As January comes to an end, stocks continue to act volatile. On Monday of this week, the S&P 500 put in a near-term low just above the 4,200 level before rallying to just above 4,400 on Wednesday. The 2-day rally happened ahead of the conclusion to the Federal Reserve’s January meeting of governors.
Following the meeting, Chairman Powell did his best to thread a needle with his comments. If he suggested more Fed tightening is coming than the Market expects, he risks sending stocks into a spiral. If he suggested too little action to control inflation, he runs the risk of accelerating it even further.
We think the Chairman did a great job of telegraphing to the Market a deliberate and reasonable approach to inflation. However, his comments were light on specifics and therefore question marks remain for stocks. This is what will allow volatility to persist through the end of this year.
In March of 2020, the Fed’s decisive actions to ease monetary policy, along with similar steps taken by the Treasury, prevented economic Armageddon despite the world economy shutting down. Since then, the Fed has kept its foot on the economic accelerator to prevent the continuing pandemic to derail the recovery.

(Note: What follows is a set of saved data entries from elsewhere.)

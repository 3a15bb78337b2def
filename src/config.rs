use config::{Config, ConfigError, Environment, File};
use serde::Deserialize;
use std::collections::HashMap;

/// Top-level import configuration
#[derive(Debug, Deserialize, Clone)]
pub struct ImportConfig {
    /// Default provider to use when not specified
    #[serde(default = "default_provider")]
    pub default_provider: String,
    /// Map of provider name to provider configuration
    #[serde(default)]
    pub providers: HashMap<String, ProviderConfig>,
    /// Request timeout in seconds for page fetches and LLM calls
    #[serde(default = "default_timeout")]
    pub timeout: u64,
}

impl Default for ImportConfig {
    fn default() -> Self {
        Self {
            default_provider: default_provider(),
            providers: HashMap::new(),
            timeout: default_timeout(),
        }
    }
}

/// Configuration for a specific LLM provider
#[derive(Debug, Deserialize, Clone)]
pub struct ProviderConfig {
    /// Whether this provider is enabled
    #[serde(default = "default_enabled")]
    pub enabled: bool,
    /// Model identifier (e.g., "gpt-4o-mini", "claude-sonnet-4.5")
    pub model: String,
    /// Temperature for generation (0.0-1.0)
    #[serde(default = "default_temperature")]
    pub temperature: f32,
    /// Maximum tokens to generate
    #[serde(default = "default_max_tokens")]
    pub max_tokens: u32,
    /// API key for authentication (can also be set via environment variable)
    pub api_key: Option<String>,
    /// Base URL for API endpoint (for custom or proxy endpoints)
    pub base_url: Option<String>,
}

// Default value functions
fn default_provider() -> String {
    "openai".to_string()
}

fn default_enabled() -> bool {
    true
}

fn default_temperature() -> f32 {
    0.2
}

fn default_max_tokens() -> u32 {
    4000
}

fn default_timeout() -> u64 {
    30
}

impl ImportConfig {
    /// Load configuration from file and environment variables
    ///
    /// Configuration is loaded with the following priority (highest to lowest):
    /// 1. Environment variables with RECIPE_IMPORT__ prefix
    /// 2. config.toml file in current directory
    /// 3. Default values
    ///
    /// Environment variable format: RECIPE_IMPORT__PROVIDERS__OPENAI__API_KEY
    pub fn load() -> Result<Self, ConfigError> {
        let settings = Config::builder()
            // Optional config file (can be missing)
            .add_source(File::with_name("config").required(false))
            .add_source(
                Environment::with_prefix("RECIPE_IMPORT")
                    .separator("__")
                    .try_parsing(true),
            )
            .build()?;

        settings.try_deserialize()
    }

    /// Configuration for the default provider, when one is present
    pub fn default_provider_config(&self) -> Option<&ProviderConfig> {
        self.providers.get(&self.default_provider)
    }
}

#[cfg(test)]
mod tests {
    use super::*;

    #[test]
    fn test_default_values() {
        assert_eq!(default_provider(), "openai");
        assert_eq!(default_temperature(), 0.2);
        assert_eq!(default_max_tokens(), 4000);
        assert_eq!(default_timeout(), 30);
    }

    #[test]
    fn test_config_default() {
        let config = ImportConfig::default();
        assert_eq!(config.default_provider, "openai");
        assert!(config.providers.is_empty());
        assert_eq!(config.timeout, 30);
        assert!(config.default_provider_config().is_none());
    }

    #[test]
    fn test_provider_config_has_optional_fields() {
        let config = ProviderConfig {
            enabled: true,
            model: "gpt-4o-mini".to_string(),
            temperature: 0.2,
            max_tokens: 4000,
            api_key: None,
            base_url: None,
        };

        assert!(config.api_key.is_none());
        assert!(config.base_url.is_none());
    }

    #[test]
    fn test_default_provider_config_lookup() {
        let mut providers = HashMap::new();
        providers.insert(
            "openai".to_string(),
            ProviderConfig {
                enabled: true,
                model: "gpt-4o-mini".to_string(),
                temperature: 0.2,
                max_tokens: 4000,
                api_key: Some("test-key".to_string()),
                base_url: None,
            },
        );

        let config = ImportConfig {
            default_provider: "openai".to_string(),
            providers,
            timeout: 30,
        };

        let provider = config.default_provider_config().unwrap();
        assert_eq!(provider.model, "gpt-4o-mini");
    }
}
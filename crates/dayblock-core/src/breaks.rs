//! Recovery-break insertion between scheduled blocks.
//!
//! Scans an ascending block sequence and inserts a break after each session
//! that meets the configured threshold, provided the break fits in the gap
//! before the next block. A break that would overlap its successor is
//! silently skipped; that is expected, not an error.

use chrono::Duration;
use serde::{Deserialize, Serialize};

use crate::ids::{IdSource, UuidSource};
use crate::scheduler::{BlockType, Flexibility, TimeBlock};
use crate::task::EnergyLevel;

/// Break insertion configuration.
#[derive(Debug, Clone, Copy, Serialize, Deserialize)]
pub struct BreakConfig {
    /// Minimum session length (minutes) that earns a recovery break.
    pub session_threshold_minutes: i64,
    /// Break length after sessions longer than two hours.
    pub long_break_minutes: i64,
    /// Break length after shorter qualifying sessions.
    pub short_break_minutes: i64,
}

impl Default for BreakConfig {
    fn default() -> Self {
        Self {
            session_threshold_minutes: 90,
            long_break_minutes: 15,
            short_break_minutes: 5,
        }
    }
}

/// Inserts recovery breaks into a scheduled block sequence.
pub struct BreakPlanner {
    config: BreakConfig,
    ids: Box<dyn IdSource>,
}

impl BreakPlanner {
    /// Create a planner with default config and UUID ids.
    pub fn new() -> Self {
        Self {
            config: BreakConfig::default(),
            ids: Box::new(UuidSource),
        }
    }

    /// Create with custom config.
    pub fn with_config(config: BreakConfig) -> Self {
        Self {
            config,
            ids: Box::new(UuidSource),
        }
    }

    /// Replace the id source (deterministic runs, tests).
    pub fn with_id_source(mut self, ids: Box<dyn IdSource>) -> Self {
        self.ids = ids;
        self
    }

    /// Insert breaks between adjacent blocks where they fit.
    ///
    /// Returns the original blocks plus any inserted break blocks, sorted
    /// ascending by start time. A session of at least the threshold earns
    /// a break; sessions over two hours earn the long break.
    pub fn insert_breaks(&mut self, blocks: &[TimeBlock]) -> Vec<TimeBlock> {
        let mut result: Vec<TimeBlock> = blocks.to_vec();

        for pair in blocks.windows(2) {
            let session_minutes = pair[0].duration_minutes();
            if session_minutes < self.config.session_threshold_minutes {
                continue;
            }

            let break_minutes = if session_minutes > 120 {
                self.config.long_break_minutes
            } else {
                self.config.short_break_minutes
            };

            let break_start = pair[0].end_time;
            let break_end = break_start + Duration::minutes(break_minutes);
            if break_end > pair[1].start_time {
                // Would overlap the next block; skip this gap.
                continue;
            }

            result.push(TimeBlock {
                id: self.ids.next_id(),
                title: "Break".to_string(),
                start_time: break_start,
                end_time: break_end,
                task_ids: Vec::new(),
                block_type: BlockType::Break,
                energy_required: EnergyLevel::Low,
                flexibility: Flexibility::Flexible,
                ai_generated: true,
            });
        }

        result.sort_by_key(|b| b.start_time);
        result
    }
}

impl Default for BreakPlanner {
    fn default() -> Self {
        Self::new()
    }
}

#[cfg(test)]
mod tests {
    use super::*;
    use crate::ids::SequentialSource;
    use chrono::{DateTime, TimeZone, Utc};

    fn make_planner() -> BreakPlanner {
        BreakPlanner::new().with_id_source(Box::new(SequentialSource::new("break")))
    }

    fn make_block(id: &str, start: DateTime<Utc>, minutes: i64) -> TimeBlock {
        TimeBlock {
            id: id.to_string(),
            title: format!("Block {}", id),
            start_time: start,
            end_time: start + Duration::minutes(minutes),
            task_ids: vec![format!("task-{}", id)],
            block_type: BlockType::DeepWork,
            energy_required: EnergyLevel::High,
            flexibility: Flexibility::Flexible,
            ai_generated: true,
        }
    }

    fn base() -> DateTime<Utc> {
        Utc.with_ymd_and_hms(2024, 3, 11, 9, 0, 0).unwrap()
    }

    #[test]
    fn test_short_session_gets_no_break() {
        let mut planner = make_planner();
        let blocks = vec![
            make_block("1", base(), 60),
            make_block("2", base() + Duration::hours(2), 60),
        ];

        let result = planner.insert_breaks(&blocks);
        assert_eq!(result.len(), 2);
    }

    #[test]
    fn test_qualifying_session_gets_short_break() {
        let mut planner = make_planner();
        // 90-minute session, next block two hours later.
        let blocks = vec![
            make_block("1", base(), 90),
            make_block("2", base() + Duration::hours(4), 60),
        ];

        let result = planner.insert_breaks(&blocks);
        assert_eq!(result.len(), 3);

        let brk = &result[1];
        assert_eq!(brk.block_type, BlockType::Break);
        assert_eq!(brk.title, "Break");
        assert_eq!(brk.energy_required, EnergyLevel::Low);
        assert!(brk.task_ids.is_empty());
        assert!(brk.ai_generated);
        assert_eq!(brk.start_time, blocks[0].end_time);
        assert_eq!(brk.duration_minutes(), 5);
    }

    #[test]
    fn test_long_session_gets_long_break() {
        let mut planner = make_planner();
        let blocks = vec![
            make_block("1", base(), 150),
            make_block("2", base() + Duration::hours(5), 60),
        ];

        let result = planner.insert_breaks(&blocks);
        assert_eq!(result.len(), 3);
        assert_eq!(result[1].duration_minutes(), 15);
    }

    #[test]
    fn test_exactly_two_hours_is_still_short_break() {
        let mut planner = make_planner();
        let blocks = vec![
            make_block("1", base(), 120),
            make_block("2", base() + Duration::hours(4), 60),
        ];

        let result = planner.insert_breaks(&blocks);
        assert_eq!(result[1].duration_minutes(), 5);
    }

    #[test]
    fn test_break_skipped_when_it_would_overlap_next_block() {
        let mut planner = make_planner();
        // 150-minute session immediately followed by the next block.
        let first = make_block("1", base(), 150);
        let second = make_block("2", first.end_time, 60);

        let result = planner.insert_breaks(&[first, second]);
        assert_eq!(result.len(), 2);
        assert!(result.iter().all(|b| b.block_type != BlockType::Break));
    }

    #[test]
    fn test_break_fits_exactly_into_gap() {
        let mut planner = make_planner();
        // 90-minute session with exactly 5 minutes before the next block.
        let first = make_block("1", base(), 90);
        let second = make_block("2", first.end_time + Duration::minutes(5), 60);

        let result = planner.insert_breaks(&[first.clone(), second.clone()]);
        assert_eq!(result.len(), 3);
        let brk = &result[1];
        assert_eq!(brk.start_time, first.end_time);
        assert_eq!(brk.end_time, second.start_time);
        assert!(!brk.overlaps(&first));
        assert!(!brk.overlaps(&second));
    }

    #[test]
    fn test_output_stays_sorted() {
        let mut planner = make_planner();
        let blocks = vec![
            make_block("1", base(), 120),
            make_block("2", base() + Duration::hours(3), 120),
            make_block("3", base() + Duration::hours(6), 60),
        ];

        let result = planner.insert_breaks(&blocks);
        assert_eq!(result.len(), 5);
        for pair in result.windows(2) {
            assert!(pair[0].start_time <= pair[1].start_time);
        }
    }

    #[test]
    fn test_empty_and_single_block_inputs() {
        let mut planner = make_planner();
        assert!(planner.insert_breaks(&[]).is_empty());

        // The last session has no successor, so no trailing break.
        let result = planner.insert_breaks(&[make_block("1", base(), 180)]);
        assert_eq!(result.len(), 1);
    }

    #[test]
    fn test_custom_threshold() {
        let mut planner = BreakPlanner::with_config(BreakConfig {
            session_threshold_minutes: 30,
            ..Default::default()
        })
        .with_id_source(Box::new(SequentialSource::new("break")));

        let blocks = vec![
            make_block("1", base(), 45),
            make_block("2", base() + Duration::hours(2), 45),
        ];

        let result = planner.insert_breaks(&blocks);
        assert_eq!(result.len(), 3);
        assert_eq!(result[1].duration_minutes(), 5);
    }
}
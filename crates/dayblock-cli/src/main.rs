use clap::{Parser, Subcommand};

mod commands;

#[derive(Parser)]
#[command(name = "dayblock", version, about = "Dayblock CLI")]
struct Cli {
    #[command(subcommand)]
    command: Commands,
}

#[derive(Subcommand)]
enum Commands {
    /// Score tasks with the prioritization methodologies
    Prioritize(commands::prioritize::PrioritizeArgs),
    /// Build a day schedule of time blocks from tasks
    Schedule(commands::schedule::ScheduleArgs),
}

fn main() {
    let cli = Cli::parse();
    let result = match cli.command {
        Commands::Prioritize(args) => commands::prioritize::run(args),
        Commands::Schedule(args) => commands::schedule::run(args),
    };

    if let Err(e) = result {
        eprintln!("error: {e}");
        std::process::exit(1);
    }
}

The economy, while still showing signs of weakness in certain areas, appears to be healthy enough for the Fed to back off their effort to stimulate the economy any further. Employment has returned to healthy levels while rising inflation has set off fears of a return to the 1970’s and early 80’s.
We do not share the fear that inflation will continue to rise or even stay at current levels. Many forces are at work that will bring inflation down. Notably, the supply chain continuing to come online along with seasonal forces and productivity gains.
It is important to remember what we have been telling clients for several years. The Fed has been fighting the forces of DEFLATION since the Great Recession with little help from the Federal Government in the form of fiscal stimulus. It has been a long and drawn out fight but they appear to have won.
While inflation is a “silent thief” that steals the purchasing power of consumers, deflation is even more sinister in its impact on the economy. While inflation pushes prices higher causing a drop in demand, deflation leads to sharply decreasing prices which leads to a drop in supply. As manufacturers reduce supply in response to lower prices, this leads to layoffs and ultimately lower demand and a vicious cycle ensues.
Combating deflation is what led the Fed to Quantitative Easing and Zero Interest Rate Policy. Only when the Treasury stepped up, in response to COVID, and the Fed dug deep into their quiver for even more Quantitative Easing, did the threat of deflation go away. The spike in inflation is a signal that the war against deflation has been won. This spike will not last but the risk of policy mistakes that might lead to rising inflation is there.
On Wednesday, Chairman Powell did a solid job of laying out the path that lay ahead. This path has its share of forks in it based on how economic data plays out, but this path will ultimately lead the economy to firm footing with modest inflation and no threat of deflation.
We expect stocks to retest the low of Monday. This means the S&P 500 could see a 2-3% decline from today’s levels before finding support as early as next week. Sentiment is quite negative for stocks at the moment. This is a good set up for stocks as too much enthusiasm means all the buyers are in and only sellers remain. Negative sentiment means the buyers are on the sideline waiting to come in to the market.
A rally in stocks is what we expect to take shape soon. This rally could take us close to all time highs in the S&P 500 Index but we remain cautious in our outlook through the 2nd and 3rd quarter of this year. In response to any significant rally, we will be net sellers of stocks in our managed accounts. Taking profits soon will put us in a position later this year to take advantage of what we think will be a solid buying opportunity around the election.
As the Chairman describes the Fed’s approach to interest rate policy, KIG is “data dependent” when it comes to forecasting. While we maintain an outlook for stocks and the economy, we stand ready to tack the sails if the prevailing winds shift on us.
So, expect a retest of the recent low in the SP 500 Index, before a healthy bounce ensues. Expect the middle of the year to feel bumpy and scary. Around the election, as many question marks about future Fed and fiscal policy are answered, expect stocks to rally into the end of the year.
On a humble note, we want to thank everyone who voted Kessler Investment Group, LLC as “Best in Investment Service” in the annual People’s Choice section of The Republic. All of us here at KIG are passionate about our work and will continue to do our best for those we serve.
Kessler Investment Group, LLC
All information in this presentation is believed to be from reliable sources; however, we make no representation as to its completeness or accuracy. All economic performance data is historical and not indicative of future results. The market indices discussed are unmanaged. Investors cannot invest in unmanaged indices. Certain statements contained within are forward looking statements including, but not limited to, statements that are predictions of or indicate future events, trends, plans or objectives. Undue reliance should not be placed on such statements because, by their nature, they are subject to known and unknown risks and uncertainties. Please consult your adviser for further information.
Opinions shared in this presentation are not intended to provide specific advice and should not be construed as recommendations for any individual. Please remember that investment decisions should be based on an individual’s goals, time horizon, and tolerance for risk.